Emerging-Market Assets Advance on Stimulus Optimism, Fed Outlookby
Currencies gain as traders cut bets Fed to raise rates in 2016
Premium over U.S. Treasuries narrows first time in three days
Emerging-market assets rose for the first time in three days as the prospect of stimulus from South Korea and Japan and the diminished likelihood of an increase in U.S. interest rates eased concern about the fallout from the U.K.’s decision to leave the European Union.
The MSCI Emerging Markets Index posted its biggest gain in a week and the premium investors demand to own developing-nation sovereign debt rather than U.S. Treasuries narrowed for the first time since Thursday as bets declined that the Federal Reserve will raise U.S. borrowing costs this year. Developing-nation currencies strengthened against the dollar, with oil-producing nations including Russia and Colombia among the biggest winners as crude prices advanced.
Central banks and governments from South Korea to Italy have rushed to defend their economies with stimulus packages and support for banks after $3.6 trillion was wiped off the value of global equities in the wake of Britain’s referendum. The probability of a Fed interest-rate increase has fallen, with some now forecasting cuts, bolstering speculation that riskier assets in emerging markets will benefit from a weakening dollar.
“The risk of capital outflows and tighter financial conditions in emerging markets comes down when the Fed doesn’t hike,” said Maarten-Jan Bakkum, a senior strategist at NN Investment Partners in The Hague who favors Indian shares. “The window for emerging markets to outperform remains open.”
Traders cut the odds of a U.S. interest-rate increase by Dec. 31 to 10 percent, compared with a probability of 74 percent at the end of last month, according to data compiled by Bloomberg based on Fed fund futures. The probability of a reduction by year-end rose to 12 percent.

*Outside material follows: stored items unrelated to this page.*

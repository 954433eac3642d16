// Copyright 2025 jonefeewang@gmail.com
//
// Licensed under the Apache License, Version 2.0 (the "License");
// you may not use this file except in compliance with the License.
// You may obtain a copy of the License at
//
//     http://www.apache.org/licenses/LICENSE-2.0
//
// Unless required by applicable law or agreed to in writing, software
// distributed under the License is distributed on an "AS IS" BASIS,
// WITHOUT WARRANTIES OR CONDITIONS OF ANY KIND, either express or implied.
// See the License for the specific language governing permissions and
// limitations under the License.

use crate::network::FrameError;

pub type AppResult<T> = Result<T, AppError>;

#[derive(Debug, thiserror::Error)]
pub enum AppError {
    /// general errors
    #[error("illegal state: {0}")]
    IllegalStateError(String),

    #[error("invalid value: {0}")]
    InvalidValue(String),

    #[error("I/O error: {0}")]
    DetailedIoError(String),

    #[error("io error: {0}")]
    IoError(#[from] std::io::Error),

    #[error("Accept error = {0}")]
    Accept(String),

    #[error("config file error: {0}")]
    ConfigFileError(#[from] config::ConfigError),

    /// protocol errors, fatal to one connection only
    #[error("frame error: {0}")]
    Frame(#[from] FrameError),

    #[error("unknown message id: {0}")]
    UnknownMessage(u16),

    #[error("malformed payload: {0}")]
    MalformedPayload(String),

    #[error("payload of {0} bytes does not fit in one frame")]
    PayloadTooLarge(usize),

    /// session errors
    #[error("session {0} is not running")]
    SessionStopped(u64),

    #[error("send queue of session {0} is full")]
    SendQueueFull(u64),
}

impl AppError {
    /// Protocol violations as opposed to plain disconnects or I/O trouble.
    pub fn is_protocol_violation(&self) -> bool {
        matches!(
            self,
            AppError::Frame(_) | AppError::UnknownMessage(_) | AppError::MalformedPayload(_)
        )
    }
}
pub use app_error::{AppError, AppResult};
pub use config::{
    global_config, LogConfig, NetworkConfig, RegistryConfig, ServerConfig, SessionConfig,
    GLOBAL_CONFIG,
};
pub use gateway::Gateway;
pub use server::{start_reaper, Server};
pub use shutdown::{Shutdown, ShutdownCoordinator};
pub use tracing_config::{setup_local_tracing, setup_tracing, OtelGuard};

mod app_error;
mod config;
mod gateway;
mod server;
mod shutdown;
mod tracing_config;
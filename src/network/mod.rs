//! Network Module Implementation
//!
//! Connection handling for the server: framing, per-connection sessions and
//! the registry that owns them.
//!
//! # Architecture
//!
//! Built on tokio's async I/O primitives:
//! - `codec`: little-endian primitives and frame encoding
//! - `FrameDecoder`: streaming parser tolerant of arbitrary TCP fragmentation
//! - `SessionHandle` / `SessionContext`: one connection, served by a receive
//!   task and a send task joined by a bounded outbound queue
//! - `SessionRegistry`: id allocation, membership and two-phase shutdown
//! - `FrameHandler`: dispatch extension point, `PingPongHandler` by default
//!
//! # Error policy
//!
//! Protocol violations and I/O failures end the affected session only; nothing
//! here is fatal to the process.

pub mod codec;
mod frame;
mod message;
mod registry;
mod session;

pub use codec::{
    encode_frame, MessageId, FRAME_HEADER_SIZE, MAX_FRAME_TOTAL, MAX_RECV_BUFFER,
    WIRE_FRAME_LIMIT,
};
pub use frame::{Frame, FrameDecoder, FrameError};
pub use message::{FrameHandler, Ping, PingPongHandler, Pong, C_PING, S_PONG};
pub use registry::SessionRegistry;
pub use session::{SessionContext, SessionHandle, SessionId};
//! Minimal client: sends pings and checks that each pong echoes its sequence.

use std::time::{Duration, Instant};

use clap::Parser;
use rtgate::network::codec::read_u16_le;
use rtgate::network::{encode_frame, Ping, Pong, C_PING, S_PONG};
use rtgate::{setup_local_tracing, AppError, AppResult};
use tokio::io::{AsyncReadExt, AsyncWriteExt};
use tokio::net::TcpStream;
use tracing::{info, warn};

#[derive(Parser)]
#[command(version)]
pub struct CommandLine {
    /// server address
    #[arg(short, long, default_value = "127.0.0.1:7777")]
    pub addr: String,
    /// number of pings to send
    #[arg(short = 'n', long, default_value_t = 5)]
    pub count: u32,
    /// first sequence number
    #[arg(long, default_value_t = 1)]
    pub start_seq: u32,
    /// pause between pings in milliseconds
    #[arg(long, default_value_t = 1000)]
    pub interval_ms: u64,
}

async fn read_pong(stream: &mut TcpStream) -> AppResult<Pong> {
    let mut len_buf = [0u8; 2];
    stream.read_exact(&mut len_buf).await?;
    let length = read_u16_le(&len_buf, 0).unwrap_or_default() as usize;
    if length < 2 {
        return Err(AppError::MalformedPayload(format!(
            "frame length {} too small",
            length
        )));
    }

    let mut rest = vec![0u8; length];
    stream.read_exact(&mut rest).await?;
    let message_id = read_u16_le(&rest, 0).unwrap_or_default();
    if message_id != S_PONG {
        return Err(AppError::UnknownMessage(message_id));
    }
    Pong::decode(&rest[2..])
}

#[tokio::main(flavor = "current_thread")]
async fn main() -> AppResult<()> {
    setup_local_tracing()?;
    let commandline = CommandLine::parse();

    let mut stream = TcpStream::connect(&commandline.addr).await?;
    stream.set_nodelay(true)?;
    info!("connected to {}", commandline.addr);

    for seq in commandline.start_seq..commandline.start_seq.saturating_add(commandline.count) {
        let started = Instant::now();
        let frame = encode_frame(C_PING, &Ping { seq }.encode());
        stream.write_all(&frame).await?;

        let pong = read_pong(&mut stream).await?;
        if pong.seq != seq {
            warn!(sent = seq, received = pong.seq, "sequence mismatch");
            return Err(AppError::MalformedPayload(format!(
                "pong seq {} does not match ping seq {}",
                pong.seq, seq
            )));
        }
        info!(seq, rtt_us = started.elapsed().as_micros() as u64, "pong");

        tokio::time::sleep(Duration::from_millis(commandline.interval_ms)).await;
    }

    Ok(())
}
use k8s_openapi::apimachinery::pkg::apis::meta::v1::ObjectMeta;
use kube::{api::DynamicObject, core::ApiResource, Resource, ResourceExt};
use serde::{de::DeserializeOwned, Serialize};
use tracing::{debug, info};

use crate::crd::Site;
use crate::derivative::is_derivative;
use crate::error::Error;
use crate::store::{self, ObjectStore};

#[derive(Debug, Clone, Copy, PartialEq, Eq)]
pub enum Operation {
    Created,
    Updated,
    Unchanged,
}

impl Operation {
    pub fn changed(self) -> bool { self != Self::Unchanged }

    pub fn as_str(self) -> &'static str {
        match self {
            Self::Created => "created",
            Self::Updated => "updated",
            Self::Unchanged => "unchanged",
        }
    }
}

/// Fetches `owner.namespace/name` (or starts from `K::default()`), applies `mutate`,
/// stamps the controller reference and writes the result if it differs from what is live.
///
/// The write is skipped when the mutated object is a derivative of the live one, so
/// fields filled in by the API server never count as drift.
pub async fn create_or_update<K, F>(store: &dyn ObjectStore, owner: &Site, name: &str, mutate: F) -> Result<Operation, Error>
where
    K: Resource<DynamicType = ()> + Default + Serialize + DeserializeOwned,
    F: FnOnce(&mut K) -> Result<(), Error>,
{
    let namespace = owner.namespace().ok_or(Error::MissingMetadata("namespace"))?;
    let ar = store::api_resource::<K>();
    let live = store.get(&ar, &namespace, name).await?;

    let (mut obj, before) = match live {
        Some(live) => {
            let before = serde_json::to_value(&live)?;
            (store::from_dynamic::<K>(live)?, Some(before))
        }
        None => (K::default(), None),
    };
    obj.meta_mut().name = Some(name.to_string());
    obj.meta_mut().namespace = Some(namespace.clone());
    mutate(&mut obj)?;
    set_controller_reference(owner, obj.meta_mut(), &ar.kind)?;

    let desired = store::to_dynamic(&obj)?;
    let op = match before {
        None => {
            store.create(&ar, &namespace, &desired).await?;
            Operation::Created
        }
        Some(before) if is_derivative(&serde_json::to_value(&desired)?, &before) => Operation::Unchanged,
        Some(_) => {
            store.replace(&ar, &namespace, &desired).await?;
            Operation::Updated
        }
    };
    log_operation(&ar, &namespace, name, op);
    Ok(op)
}

/// Untyped counterpart of [`create_or_update`] for objects whose kind is only known at
/// runtime. `desired` replaces the live object wholesale unless it is already a
/// derivative of it.
pub async fn create_or_replace_dynamic(
    store: &dyn ObjectStore,
    owner: &Site,
    ar: &ApiResource,
    mut desired: DynamicObject,
) -> Result<Operation, Error> {
    let namespace = desired.metadata.namespace.clone().ok_or(Error::MissingMetadata("namespace"))?;
    let name = desired.metadata.name.clone().ok_or(Error::MissingMetadata("name"))?;
    set_controller_reference(owner, &mut desired.metadata, &ar.kind)?;

    let op = match store.get(ar, &namespace, &name).await? {
        None => {
            store.create(ar, &namespace, &desired).await?;
            Operation::Created
        }
        Some(live) if is_derivative(&serde_json::to_value(&desired)?, &serde_json::to_value(&live)?) => Operation::Unchanged,
        Some(live) => {
            desired.metadata.resource_version = live.metadata.resource_version;
            desired.metadata.uid = live.metadata.uid;
            store.replace(ar, &namespace, &desired).await?;
            Operation::Updated
        }
    };
    log_operation(ar, &namespace, &name, op);
    Ok(op)
}

/// Makes `owner` the controlling owner of `meta`, keeping any unrelated non-controller refs.
pub fn set_controller_reference(owner: &Site, meta: &mut ObjectMeta, kind: &str) -> Result<(), Error> {
    let owner_ref = owner.controller_owner_ref(&()).ok_or(Error::MissingMetadata("uid"))?;
    let refs = meta.owner_references.get_or_insert_with(Vec::new);
    if let Some(other) = refs.iter().find(|r| r.controller == Some(true) && r.uid != owner_ref.uid) {
        return Err(Error::ForeignController {
            kind: kind.to_string(),
            namespace: meta.namespace.clone().unwrap_or_default(),
            name: meta.name.clone().unwrap_or_default(),
            owner: format!("{}/{}", other.kind, other.name),
        });
    }
    match refs.iter_mut().find(|r| r.uid == owner_ref.uid) {
        Some(existing) => *existing = owner_ref,
        None => refs.push(owner_ref),
    }
    Ok(())
}

fn log_operation(ar: &ApiResource, namespace: &str, name: &str, op: Operation) {
    if op.changed() {
        info!(kind = %ar.kind, %namespace, %name, op = op.as_str(), "sync.applied");
    } else {
        debug!(kind = %ar.kind, %namespace, %name, "sync.unchanged");
    }
}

South Korea announced a stimulus package of more than 20 trillion won ($17 billion), while the Nikkei newspaper reported a similar plan has been proposed in Japan. EU officials are holding talks with the Italian government on measures to bolster the nation’s banks following the U.K. vote last week.
The MSCI Emerging Markets Index advanced 1.3 percent to 805.24, after slumping 4.9 percent the previous two days. All 10 industry groups in the index rose Tuesday, led by consumer stocks.

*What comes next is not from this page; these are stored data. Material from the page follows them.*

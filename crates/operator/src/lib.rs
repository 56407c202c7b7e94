//! Kubernetes operator that builds static sites from git repositories and keeps them
//! serving the latest commit of a branch.
//!
//! The reconciler converges a fixed set of child resources per [`Site`]; the
//! [`watcher::RevisionWatcher`] polls each site's repo-checker and pushes a reconcile
//! trigger when the branch tip moves.

pub mod config;
pub mod controller;
pub mod crd;
pub mod datasource;
pub mod derivative;
pub mod error;
pub mod extra;
pub mod index;
pub mod logging;
pub mod reconciler;
pub mod resources;
pub mod revision;
pub mod store;
pub mod sync;
pub mod telemetry;
#[cfg(any(test, feature = "test-support"))]
pub mod test_support;
pub mod watcher;

pub use crd::{Readiness, Site, SiteSpec, SiteStatus};
pub use datasource::{ConfigMapSource, DataSource};
pub use error::{Error, Halt};
pub use reconciler::{ReconcileOutcome, Reconciler};
pub use sync::Operation;
use anyhow::Result;
use clap::ValueEnum;
use tracing_subscriber::{fmt, layer::SubscriberExt, util::SubscriberInitExt, EnvFilter};

#[derive(Copy, Clone, Debug, Default, PartialEq, Eq, ValueEnum, serde::Deserialize)]
#[serde(rename_all = "lowercase")]
pub enum LogFormat {
    #[default]
    Text,
    Json,
}

/// Logs go to stderr; `RUST_LOG` takes precedence over `level`.
pub fn init_logging(level: &str, format: LogFormat) -> Result<()> {
    let env = EnvFilter::try_from_default_env().unwrap_or_else(|_| EnvFilter::new(level));
    let base = fmt::layer().with_target(false).with_writer(std::io::stderr);
    match format {
        LogFormat::Json => tracing_subscriber::registry().with(env).with(base.json()).try_init()?,
        LogFormat::Text => tracing_subscriber::registry().with(env).with(base.compact()).try_init()?,
    }
    Ok(())
}
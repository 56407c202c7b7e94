use std::time::Duration;

use async_trait::async_trait;
use reqwest::StatusCode;
use tracing::debug;

use crate::error::Error;

pub const REPO_CHECKER_SUFFIX: &str = "-repo-checker";

/// Asks a site's repo-checker for the tip of its branch. `Ok(None)` means the checker
/// is up but has not completed its first poll.
#[async_trait]
pub trait RevisionClient: Send + Sync + 'static {
    async fn latest_revision(&self, namespace: &str, name: &str) -> Result<Option<String>, Error>;
}

/// Talks to `http://<site>-repo-checker.<namespace>.svc.<cluster-domain>/`.
#[derive(Debug, Clone)]
pub struct HttpRevisionClient {
    http: reqwest::Client,
    target: Target,
}

#[derive(Debug, Clone)]
enum Target {
    ClusterDns { domain: String },
    Fixed { base: String },
}

impl HttpRevisionClient {
    pub fn new(cluster_domain: impl Into<String>, timeout: Duration) -> Result<Self, Error> {
        Ok(Self { http: build_client(timeout)?, target: Target::ClusterDns { domain: cluster_domain.into() } })
    }

    /// Sends every request to `base` regardless of site. Used when the operator runs
    /// outside the cluster behind a port-forward, and in tests.
    pub fn with_base_url(base: impl Into<String>, timeout: Duration) -> Result<Self, Error> {
        Ok(Self { http: build_client(timeout)?, target: Target::Fixed { base: base.into() } })
    }

    pub fn url_for(&self, namespace: &str, name: &str) -> String {
        match &self.target {
            Target::ClusterDns { domain } => format!("http://{name}{REPO_CHECKER_SUFFIX}.{namespace}.svc.{domain}/"),
            Target::Fixed { base } => format!("{}/", base.trim_end_matches('/')),
        }
    }
}

fn build_client(timeout: Duration) -> Result<reqwest::Client, Error> {
    reqwest::Client::builder()
        .timeout(timeout)
        .build()
        .map_err(|source| Error::ProbeTransport { url: String::new(), source })
}

#[async_trait]
impl RevisionClient for HttpRevisionClient {
    async fn latest_revision(&self, namespace: &str, name: &str) -> Result<Option<String>, Error> {
        let url = self.url_for(namespace, name);
        let transport = |source| Error::ProbeTransport { url: url.clone(), source };
        let res = self.http.get(&url).send().await.map_err(transport)?;
        match res.status() {
            StatusCode::OK => {
                let body = res.text().await.map_err(transport)?;
                let revision = body.trim();
                debug!(%url, %revision, "revision.fetch.ok");
                Ok((!revision.is_empty()).then(|| revision.to_string()))
            }
            StatusCode::NOT_FOUND => {
                debug!(%url, "revision.fetch.not_ready");
                Ok(None)
            }
            other => Err(Error::ProbeStatus { url, status: other.as_u16() }),
        }
    }
}
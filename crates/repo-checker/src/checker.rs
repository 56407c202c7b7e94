use std::future::Future;
use std::path::{Path, PathBuf};
use std::sync::{Mutex, PoisonError};
use std::time::Duration;

use tokio::process::Command;
use tokio::time::MissedTickBehavior;
use tracing::{debug, info, warn};

use crate::error::CheckerError;

/// Tracks the tip of `refs/heads/<branch>` on one remote.
///
/// The refresh loop is the only writer of the stored hash and the HTTP handler the
/// only reader; both go through the same mutex. The hash stays empty until the first
/// successful refresh and is never overwritten with an empty value afterwards.
#[derive(Debug)]
pub struct RepoChecker {
    latest: Mutex<String>,
    repo_url: String,
    branch: String,
    repo_name: String,
    work_dir: PathBuf,
}

impl RepoChecker {
    pub fn new(repo_url: impl Into<String>, branch: impl Into<String>, work_dir: impl Into<PathBuf>) -> Self {
        let repo_url = repo_url.into();
        let repo_name = repo_name_from_url(&repo_url);
        Self { latest: Mutex::new(String::new()), repo_url, branch: branch.into(), repo_name, work_dir: work_dir.into() }
    }

    pub fn repo_name(&self) -> &str { &self.repo_name }
    pub fn branch(&self) -> &str { &self.branch }
    pub fn checkout_dir(&self) -> PathBuf { self.work_dir.join(&self.repo_name) }

    /// Clones the branch into the work directory. There is nothing to resume from a
    /// failed clone, so callers treat an error here as fatal.
    pub async fn clone_repository(&self) -> Result<(), CheckerError> {
        info!(repo = %self.repo_url, branch = %self.branch, dir = ?self.work_dir, "checker.clone.start");
        git(&self.work_dir, &["clone", "--branch", &self.branch, &self.repo_url]).await?;
        info!(repo = %self.repo_url, "checker.clone.done");
        Ok(())
    }

    /// Lists the remote refs once and stores the branch hash if present.
    pub async fn refresh(&self) -> Result<String, CheckerError> {
        let listing = git(&self.checkout_dir(), &["ls-remote", "origin"]).await?;
        let hash = find_branch_hash(&listing, &self.branch)
            .ok_or_else(|| CheckerError::RefNotFound { branch: self.branch.clone() })?;
        self.store_revision(&hash);
        Ok(hash)
    }

    /// Last hash seen, empty before the first successful refresh.
    pub fn current_revision(&self) -> String {
        self.latest.lock().unwrap_or_else(PoisonError::into_inner).clone()
    }

    pub(crate) fn store_revision(&self, hash: &str) {
        let mut latest = self.latest.lock().unwrap_or_else(PoisonError::into_inner);
        if *latest != hash {
            debug!(old = %latest, new = %hash, "checker.revision.updated");
            *latest = hash.to_string();
        }
    }

    /// Refreshes immediately and then once per `interval` until `shutdown` resolves.
    /// A missing branch ref is logged and retried; a failing remote ends the loop.
    pub async fn run<F>(&self, interval: Duration, shutdown: F) -> Result<(), CheckerError>
    where
        F: Future<Output = ()>,
    {
        let mut ticker = tokio::time::interval(interval);
        ticker.set_missed_tick_behavior(MissedTickBehavior::Delay);
        tokio::pin!(shutdown);
        loop {
            tokio::select! {
                _ = &mut shutdown => return Ok(()),
                _ = ticker.tick() => {}
            }
            match self.refresh().await {
                Ok(hash) => debug!(%hash, "checker.refresh.ok"),
                Err(e) if e.is_retryable() => warn!(error = %e, "checker.refresh.miss"),
                Err(e) => return Err(e),
            }
        }
    }
}

/// `https://host/org/site.git` and `git@host:org/site.git` both yield `site`.
pub fn repo_name_from_url(url: &str) -> String {
    let last = url.trim_end_matches('/').rsplit(['/', ':']).next().unwrap_or(url);
    last.strip_suffix(".git").unwrap_or(last).to_string()
}

/// Scans `git ls-remote` output (`<hash>\t<ref>` per line) for `refs/heads/<branch>`.
pub fn find_branch_hash(listing: &str, branch: &str) -> Option<String> {
    let wanted = format!("refs/heads/{branch}");
    listing.lines().find_map(|line| {
        let mut fields = line.split_whitespace();
        match (fields.next(), fields.next(), fields.next()) {
            (Some(hash), Some(reference), None) if reference == wanted => Some(hash.to_string()),
            _ => None,
        }
    })
}

async fn git(dir: &Path, args: &[&str]) -> Result<String, CheckerError> {
    let output = Command::new("git")
        .args(args)
        .current_dir(dir)
        .env("GIT_TERMINAL_PROMPT", "0")
        .kill_on_drop(true)
        .output()
        .await?;
    if !output.status.success() {
        return Err(CheckerError::Git {
            command: args.first().copied().unwrap_or_default().to_string(),
            status: output.status.code(),
            stderr: String::from_utf8_lossy(&output.stderr).trim().to_string(),
        });
    }
    Ok(String::from_utf8_lossy(&output.stdout).into_owned())
}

Equities in Hungary rebounded 3.3 percent, while Czech and Polish benchmarks each added at least 1.3 percent. Egyptian shares advanced for a second day after plunging 5.5 percent on Sunday. Polish consumer goods distributor Eurocash rose the most in a month after being upgraded by Wood & Co.
Russia’s Micex Index added 0.8 percent as Brent crude rose 3 percent, helping fuel a recovery in steelmaker and bank stocks, including Severstal PJSC and Sberbank PJSC.
The Ibovespa jumped 1.6 percent in Sao Paulo, led by Itau Unibanco Holding SA and the Brazilian state-controlled oil producer Petroleo Brasileiro SA.
Istanbul-traded stocks rallied 2.4 percent, halting their two-day slide. President Recep Tayyip Erdogan ended a six-year rift with Israel and unexpectedly moved to mend ties with Russia, as Turkey attempts to draw a line under diplomatic confrontations that have sapped its economy.
The MSCI Emerging Markets Currency Index rose 0.7 percent after tumbling 1.9 percent in the past two trading days. Brazil’s real strengthened 2.7 percent against the dollar. The ruble appreciated 2.3 percent. Colombia’s peso gained 2.6 percent. The zloty climbed 0.9 percent versus the euro.
The rupiah posted its biggest gain in three weeks, rising 1.2 percent as the Indonesian parliament approved a tax amnesty that the government said will draw in billions of dollars needed to finance a widening budget deficit.
The premium for emerging-market debt over Treasuries narrowed four basis points to 407, according to JPMorgan Chase & Co. indexes.
South African bonds maturing in December 2026 rose, cutting the yield 24 basis points to 8.89 percent. The yield on Hungarian 10-year notes declined seven basis points to 3.19 percent.
Kuwait’s Burgan Bank SAK mandated HSBC Holdings Plc, Standard Chartered Plc, National Bank of Abu Dhabi PJSC, Emirates NBD PJSC and Societe Generale SA among others as lead arrangers for a potential benchmark bond offering, according to two people familiar with the plans, who asked not to be identified because the information isn’t public.